Yorkshire ambulance call response 'England's worst'
- Published
Yorkshire Ambulance Service (YAS) has the worst response times in England, new NHS figures show.
The service responded to 70.8% of emergency call-outs within eight minutes in the year up to April 2010. The government target is 75%.
In March the healthcare regulator, the Care Quality Commission, told the ambulance trust it must improve and meet national targets by 31 October.
YAS admitted it had been 30 seconds short of the targets but was improving.
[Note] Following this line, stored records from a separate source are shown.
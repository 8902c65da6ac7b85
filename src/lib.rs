// Edge Data Latency - Library root for testing

pub mod config;
pub mod dashboard;
pub mod drivers;
pub mod error;
pub mod harness;
pub mod middleware;
pub mod models;
pub mod probe;
pub mod routes;
pub mod server;
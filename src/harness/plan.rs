//! Operator-chosen settings for one run, frozen once the run starts.

use serde::{Deserialize, Serialize};

use crate::config::HarnessConfig;
use crate::models::{BackendId, DeploymentScope};

/// Configuration for a single orchestrated run
#[derive(Debug, Clone, PartialEq, Serialize, Deserialize)]
#[serde(rename_all = "camelCase")]
pub struct RunPlan {
    /// Backend every probe call targets
    pub backend: BackendId,
    /// Enabled scopes, in sampling order
    pub scopes: Vec<DeploymentScope>,
    /// Sequential queries per probe call
    pub query_count: u32,
    /// Number of trials; at least one
    pub trials: usize,
}

impl Default for RunPlan {
    fn default() -> Self {
        Self {
            backend: BackendId::new("sqlite"),
            scopes: DeploymentScope::ALL.to_vec(),
            query_count: 1,
            trials: 10,
        }
    }
}

impl RunPlan {
    pub fn from_config(config: &HarnessConfig) -> Self {
        Self {
            backend: config.backend.clone(),
            scopes: config.scopes.clone(),
            query_count: config.query_count,
            trials: config.trials,
        }
    }

    pub fn is_enabled(&self, scope: DeploymentScope) -> bool {
        self.scopes.contains(&scope)
    }
}
//! Client-side trial harness.
//!
//! A [`TrialOrchestrator`] drives sequential trials through a
//! [`SampleSource`], and the resulting [`SeriesSet`] is turned into chart
//! series and reports.

pub mod orchestrator;
pub mod plan;
pub mod report;
pub mod sample;
pub mod sampler;
pub mod series;

pub use orchestrator::TrialOrchestrator;
pub use plan::RunPlan;
pub use report::RunReport;
pub use sample::{ProbeTarget, Sample, SeriesSet};
pub use sampler::{HttpSampler, SampleSource};
pub use series::{end_to_end_series, processing_series, ChartPoint, ChartSeries};

use anyhow::Result;

use crate::config::{HarnessConfig, ServerConfig};
use crate::server::RunningServer;

/// Probe server the harness talks to.
///
/// In standalone mode this owns an in-process server, which stops when the
/// host is dropped.
pub struct ProbeHost {
    base_url: String,
    _server: Option<RunningServer>,
}

impl ProbeHost {
    pub async fn connect(config: &HarnessConfig) -> Result<Self> {
        if !config.standalone {
            return Ok(Self {
                base_url: config.base_url.clone(),
                _server: None,
            });
        }

        let server = RunningServer::start(&ServerConfig::standalone()).await?;
        tracing::info!("Standalone probe server at {}", server.url());
        Ok(Self {
            base_url: server.url(),
            _server: Some(server),
        })
    }

    pub fn base_url(&self) -> &str {
        &self.base_url
    }

    /// Sampler targeting this host
    pub fn sampler(&self, config: &HarnessConfig) -> Result<HttpSampler> {
        HttpSampler::new(self.base_url.clone(), config.timeout)
    }
}

/// Run one full session from the command line and build its report
pub async fn run_session(config: &HarnessConfig) -> Result<RunReport> {
    let host = ProbeHost::connect(config).await?;
    let plan = RunPlan::from_config(config);
    let orchestrator = TrialOrchestrator::new(host.sampler(config)?);

    let mut updates = orchestrator.subscribe();
    let trials = plan.trials;
    let progress = tokio::spawn(async move {
        while updates.changed().await.is_ok() {
            let done = updates.borrow_and_update().len();
            if done > 0 {
                tracing::info!("Trial {}/{} complete", done, trials);
            }
        }
    });

    let series = orchestrator.run(&plan).await?;
    drop(orchestrator);
    let _ = progress.await;

    Ok(RunReport::new(plan, series))
}
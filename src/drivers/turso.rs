// Turso (libSQL) driver over the Hrana HTTP pipeline API

use async_trait::async_trait;
use serde::Deserialize;
use serde_json::{json, Map, Value};
use std::time::Duration;

use super::{ensure_success, fresh_http_client, DatabaseDriver, DriverConnection, EMPLOYEES_QUERY};
use crate::error::DriverError;
use crate::models::BackendId;

/// Driver issuing statements through `POST {url}/v2/pipeline`
pub struct TursoDriver {
    base_url: String,
    auth_token: Option<String>,
    timeout: Duration,
}

impl TursoDriver {
    /// `url` may use the `libsql://` scheme; it is rewritten to `https://`
    pub fn new(url: &str, auth_token: Option<String>, timeout: Duration) -> Self {
        Self {
            base_url: normalize_url(url),
            auth_token,
            timeout,
        }
    }

    pub fn pipeline_url(&self) -> String {
        format!("{}/v2/pipeline", self.base_url)
    }
}

fn normalize_url(url: &str) -> String {
    let url = url.trim().trim_end_matches('/');
    match url.strip_prefix("libsql://") {
        Some(rest) => format!("https://{}", rest),
        None => url.to_string(),
    }
}

#[async_trait]
impl DatabaseDriver for TursoDriver {
    fn backend(&self) -> BackendId {
        BackendId::new("turso")
    }

    async fn connect(&self) -> Result<Box<dyn DriverConnection>, DriverError> {
        Ok(Box::new(TursoConnection {
            client: fresh_http_client(self.timeout)?,
            pipeline_url: self.pipeline_url(),
            auth_token: self.auth_token.clone(),
        }))
    }
}

struct TursoConnection {
    client: reqwest::Client,
    pipeline_url: String,
    auth_token: Option<String>,
}

#[async_trait]
impl DriverConnection for TursoConnection {
    async fn read_batch(&mut self) -> Result<Value, DriverError> {
        let body = json!({
            "requests": [
                { "type": "execute", "stmt": { "sql": EMPLOYEES_QUERY } },
                { "type": "close" }
            ]
        });

        let mut request = self.client.post(&self.pipeline_url).json(&body);
        if let Some(token) = &self.auth_token {
            request = request.bearer_auth(token);
        }

        let response = ensure_success(request.send().await?).await?;
        let pipeline: PipelineResponse = response.json().await?;
        rows_from_pipeline(pipeline)
    }
}

#[derive(Debug, Deserialize)]
struct PipelineResponse {
    results: Vec<PipelineResult>,
}

#[derive(Debug, Deserialize)]
#[serde(tag = "type", rename_all = "lowercase")]
enum PipelineResult {
    Ok { response: StreamResponse },
    Error { error: HranaError },
}

#[derive(Debug, Deserialize)]
struct HranaError {
    message: String,
}

#[derive(Debug, Deserialize)]
struct StreamResponse {
    result: Option<StatementResult>,
}

#[derive(Debug, Deserialize)]
struct StatementResult {
    cols: Vec<Column>,
    rows: Vec<Vec<HranaValue>>,
}

#[derive(Debug, Deserialize)]
struct Column {
    name: Option<String>,
}

#[derive(Debug, Deserialize)]
#[serde(tag = "type", rename_all = "lowercase")]
enum HranaValue {
    Null,
    // Integers travel as strings to survive 64-bit precision
    Integer { value: String },
    Float { value: f64 },
    Text { value: String },
    Blob { base64: String },
}

impl HranaValue {
    fn into_json(self) -> Value {
        match self {
            HranaValue::Null => Value::Null,
            HranaValue::Integer { value } => value
                .parse::<i64>()
                .map(Value::from)
                .unwrap_or(Value::String(value)),
            HranaValue::Float { value } => json!(value),
            HranaValue::Text { value } => Value::String(value),
            HranaValue::Blob { base64 } => Value::String(base64),
        }
    }
}

/// Turn the first execute result of a pipeline into row objects
fn rows_from_pipeline(pipeline: PipelineResponse) -> Result<Value, DriverError> {
    let first = pipeline
        .results
        .into_iter()
        .next()
        .ok_or_else(|| DriverError::Decode("empty pipeline results".to_string()))?;

    let result = match first {
        PipelineResult::Ok { response } => response
            .result
            .ok_or_else(|| DriverError::Decode("execute result missing".to_string()))?,
        PipelineResult::Error { error } => return Err(DriverError::Query(error.message)),
    };

    let names: Vec<String> = result
        .cols
        .iter()
        .enumerate()
        .map(|(i, col)| col.name.clone().unwrap_or_else(|| format!("col{}", i)))
        .collect();

    let rows = result
        .rows
        .into_iter()
        .map(|row| {
            let object: Map<String, Value> = names
                .iter()
                .cloned()
                .zip(row.into_iter().map(HranaValue::into_json))
                .collect();
            Value::Object(object)
        })
        .collect();

    Ok(Value::Array(rows))
}
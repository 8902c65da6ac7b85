//! Identifiers that select which probe endpoint a request targets.

use serde::{Deserialize, Serialize};
use std::fmt;

/// Opaque key selecting a database driver (e.g. "sqlite", "turso")
#[derive(Debug, Clone, PartialEq, Eq, Hash, PartialOrd, Ord, Serialize, Deserialize)]
#[serde(transparent)]
pub struct BackendId(String);

impl BackendId {
    pub fn new(id: impl Into<String>) -> Self {
        Self(id.into().to_lowercase())
    }

    pub fn as_str(&self) -> &str {
        &self.0
    }
}

impl fmt::Display for BackendId {
    fn fmt(&self, f: &mut fmt::Formatter<'_>) -> fmt::Result {
        f.write_str(&self.0)
    }
}

impl From<&str> for BackendId {
    fn from(id: &str) -> Self {
        Self::new(id)
    }
}

/// Placement of a probe endpoint
#[derive(Debug, Clone, Copy, PartialEq, Eq, Hash, PartialOrd, Ord, Serialize, Deserialize)]
#[serde(rename_all = "lowercase")]
pub enum DeploymentScope {
    /// Dispatched by the platform to whichever location is closest
    Global,
    /// Pinned near a fixed region
    Regional,
}

impl DeploymentScope {
    /// Default sampling order
    pub const ALL: [DeploymentScope; 2] = [DeploymentScope::Global, DeploymentScope::Regional];

    pub fn as_str(&self) -> &'static str {
        match self {
            DeploymentScope::Global => "global",
            DeploymentScope::Regional => "regional",
        }
    }
}

impl fmt::Display for DeploymentScope {
    fn fmt(&self, f: &mut fmt::Formatter<'_>) -> fmt::Result {
        f.write_str(self.as_str())
    }
}

impl std::str::FromStr for DeploymentScope {
    type Err = String;

    fn from_str(s: &str) -> Result<Self, Self::Err> {
        match s.trim().to_lowercase().as_str() {
            "global" => Ok(DeploymentScope::Global),
            "regional" => Ok(DeploymentScope::Regional),
            _ => Err(format!("Unknown deployment scope: {}", s)),
        }
    }
}

/// A (backend, scope) pair, rendered on the wire as `{backend}-{scope}`
#[derive(Debug, Clone, PartialEq, Eq, Hash)]
pub struct ProbeKey {
    pub backend: BackendId,
    pub scope: DeploymentScope,
}

impl ProbeKey {
    pub fn new(backend: BackendId, scope: DeploymentScope) -> Self {
        Self { backend, scope }
    }

    /// Parse a route segment such as `turso-global`.
    ///
    /// The scope is always the last dash-separated part, so backend ids
    /// may themselves contain dashes.
    pub fn parse(segment: &str) -> Option<Self> {
        let (backend, scope) = segment.rsplit_once('-')?;
        if backend.is_empty() {
            return None;
        }
        let scope = scope.parse().ok()?;
        Some(Self::new(BackendId::new(backend), scope))
    }
}

impl fmt::Display for ProbeKey {
    fn fmt(&self, f: &mut fmt::Formatter<'_>) -> fmt::Result {
        write!(f, "{}-{}", self.backend, self.scope)
    }
}
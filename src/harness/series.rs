//! Chart-ready views over a [`SeriesSet`].

use serde::{Deserialize, Serialize};

use super::sample::{Sample, SeriesSet};
use crate::models::DeploymentScope;

/// One x-axis position: both scopes' values for a trial
#[derive(Debug, Clone, PartialEq, Eq, Serialize, Deserialize)]
pub struct ChartPoint {
    /// Label, `#1` for the first trial
    pub attempt: String,
    pub global: Option<u64>,
    pub regional: Option<u64>,
}

#[derive(Debug, Clone, PartialEq, Eq, Serialize, Deserialize)]
pub struct ChartSeries {
    pub title: String,
    pub points: Vec<ChartPoint>,
}

impl ChartSeries {
    /// Values for one scope, `None` where no sample exists
    pub fn values(&self, scope: DeploymentScope) -> impl Iterator<Item = Option<u64>> + '_ {
        self.points.iter().map(move |p| match scope {
            DeploymentScope::Global => p.global,
            DeploymentScope::Regional => p.regional,
        })
    }

    /// Largest value across both scopes
    pub fn max_value(&self) -> Option<u64> {
        self.points
            .iter()
            .flat_map(|p| [p.global, p.regional])
            .flatten()
            .max()
    }
}

/// Server-reported query time per trial
pub fn processing_series(series: &SeriesSet, trials: usize) -> ChartSeries {
    build_series("Processing time", series, trials, |s| {
        s.server_query_duration_ms
    })
}

/// Caller-measured round trip per trial
pub fn end_to_end_series(series: &SeriesSet, trials: usize) -> ChartSeries {
    build_series("End-to-end latency", series, trials, |s| s.end_to_end_ms)
}

// Padded to `trials` so a partial run renders with trailing gaps
fn build_series(
    title: &str,
    series: &SeriesSet,
    trials: usize,
    metric: impl Fn(&Sample) -> u64,
) -> ChartSeries {
    let trials = trials.max(series.len());
    let points = (0..trials)
        .map(|i| ChartPoint {
            attempt: format!("#{}", i + 1),
            global: series.get(DeploymentScope::Global, i).map(&metric),
            regional: series.get(DeploymentScope::Regional, i).map(&metric),
        })
        .collect();

    ChartSeries {
        title: title.to_string(),
        points,
    }
}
The new figures, released by the NHS Information Centre, show YAS responded to 70.8% of emergency calls within eight minutes, compared to 69.4% in 2008-09.
Call increase
Simon Worthington, acting chief executive of YAS NHS Trust, said he was "committed" to making further improvements.
He said: "During 2009-10 the trust reached 75% of patients in Yorkshire with potentially life-threatening illnesses or injuries within eight minutes and 30 seconds.
"By the end of May 2010, our year-to-date performance for Category A calls showed that we had improved further and we are responding to 75% of patients within the eight minute target."
Mr Worthington said the improvements had been made despite a 6% increase in emergency calls in the last year, due partly to the "worst winter weather on record for 30 years".
He said the trust had invested "heavily" in frontline resources by recruiting an additional 275 staff and spending more than £5.5m on modernising and expanding its fleet.
He added: "Response times are not the only way we measure the improvements to patient care and, at YAS, we are proud of the high quality clinical care we provide."